The following exchange (lightly edited) took place on Twitter a few days ago:

  • Titus Brown: bash is disastrous for pipelines! very hard to rerun entire analysis from bash script.
  • Titus Brown: I want/we need dependency management in scientific computing workflows & pipelines. bash doesn't provide.
  • Lorin Hochstein: I am always saddened at the poor state of scientific workflow tools. Isn't that why we invented computers?
  • Konrad Hinsen: We use completely inadequate tools and notations for computational science.
  • Titus Brown: nothing personal, but I'm wary of you & Greg Wilson when you make comments like this.
  • Titus Brown: you're not wrong, but I have watched people try to build new/better sci sw & fail & fail.
  • Titus Brown: I now believe wholeheartedly in iterative approach: small steps. But, more generally, when > 5% of scientists use the tools we have, I will acknowledge need for new tools.
  • David Soergel: I get it, but also better tools ⇒ more users!
  • Titus Brown: you are (in my experience) largely mistaken, good sir.
  • David Soergel: Really? Git (&GitHub) profoundly better than CVS&Subversion; lots more scientists use it...

There are a lot of claims and assumptions in these ten tweets. I've frequently made similar claims (hence Titus's wariness), but after working with scientists daily for six years, I'm less sure of myself. Are today's tools and notations for computational science actually inadequate? Do less than 5% of scientists use the tools we have? Do better tools actually generate more users? Is Git really better than CVS or Subversion? People who do empirical studies of software engineers would say, "We don't know how to measure that," "We don't know," "Unproven," and, "That study hasn't been done, but probably not for most users" respectively.

The fact that those questions popped into my head has made me realize that I might finally be an engineer. Consider:

  • I want to teach computer science students the scientific method so that they will build tools and choose working practices based on evidence rather than anecdote.
  • I want the Python and Julia communities to user-test features à la Stefik et al before adding them to the language
  • I want Software Carpentry and Data Carpentry to do more assessment in 2016 to find out what's effective and where we can make improvements.
  • I'm going to work full-time on instructor training for the next twelve months because I believe that if we apply educational research in the classroom, teaching and learning will both be improved.

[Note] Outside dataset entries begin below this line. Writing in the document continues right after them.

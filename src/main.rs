mod cache;
mod classify;
mod config;
mod host;
mod lifecycle;
mod net;
mod outbox;
mod push;
mod registry;
mod sync;
mod task;
mod worker;

use clap::Parser;
use color_eyre::Result;
use std::path::PathBuf;
use std::sync::Arc;
use std::time::Duration;
use tracing::info;
use tracing_subscriber::{layer::SubscriberExt, util::SubscriberInitExt, EnvFilter};

use crate::cache::store::CacheStore;
use crate::net::HttpNetwork;
use crate::outbox::Outbox;
use crate::registry::Registry;
use crate::worker::Worker;

#[derive(Parser, Debug)]
#[command(name = "shelf")]
#[command(about = "An offline-first caching gateway with background sync")]
#[command(version)]
struct Args {
  /// Path to config file (default: $XDG_CONFIG_HOME/shelf/config.yaml)
  #[arg(short, long)]
  config: Option<PathBuf>,

  /// Cache version override; bumping it rolls every partition over
  #[arg(long)]
  cache_version: Option<String>,
}

#[tokio::main]
async fn main() -> Result<()> {
  color_eyre::install()?;

  let args = Args::parse();

  let config = config::Config::load(args.config.as_deref())?;

  // Override the cache version if specified on the command line
  let config = if let Some(version) = args.cache_version {
    config::Config { version, ..config }
  } else {
    config
  };

  let data_dir = config::data_dir()?;
  let file_appender = tracing_appender::rolling::daily(data_dir.join("logs"), "shelf.log");
  let (file_writer, _guard) = tracing_appender::non_blocking(file_appender);
  tracing_subscriber::registry()
    .with(EnvFilter::try_from_default_env().unwrap_or_else(|_| EnvFilter::new("info,shelf=debug")))
    .with(tracing_subscriber::fmt::layer())
    .with(tracing_subscriber::fmt::layer().with_ansi(false).with_writer(file_writer))
    .init();

  let registry = Registry::from_config(&config)?;
  let store = CacheStore::open(&data_dir.join("cache.db"))?;
  let outbox = Outbox::open(&data_dir.join("outbox.db"))?;
  let network = HttpNetwork::new()?;

  let worker = Arc::new(Worker::new(registry, store, outbox, network));

  info!(version = config.version.as_str(), "installing");
  worker.install().await?;
  let dropped = worker.activate()?;
  info!(dropped = dropped.len(), "worker active");

  host::serve(
    worker,
    config.listen,
    Duration::from_secs(config.cleanup_interval_mins * 60),
  )
  .await
}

What ties these together is the belief that if we start with, "I don't know, but I can find out", we can make our world better. That—the use of the scientific method to improve the universe instead of merely understanding it—is as good a definition of engineering as I know. Among all the thoughts prompted by this difficult year, the discovery that I might finally be thinking like an engineer three decades after earning a degree in the subject is oddly comforting.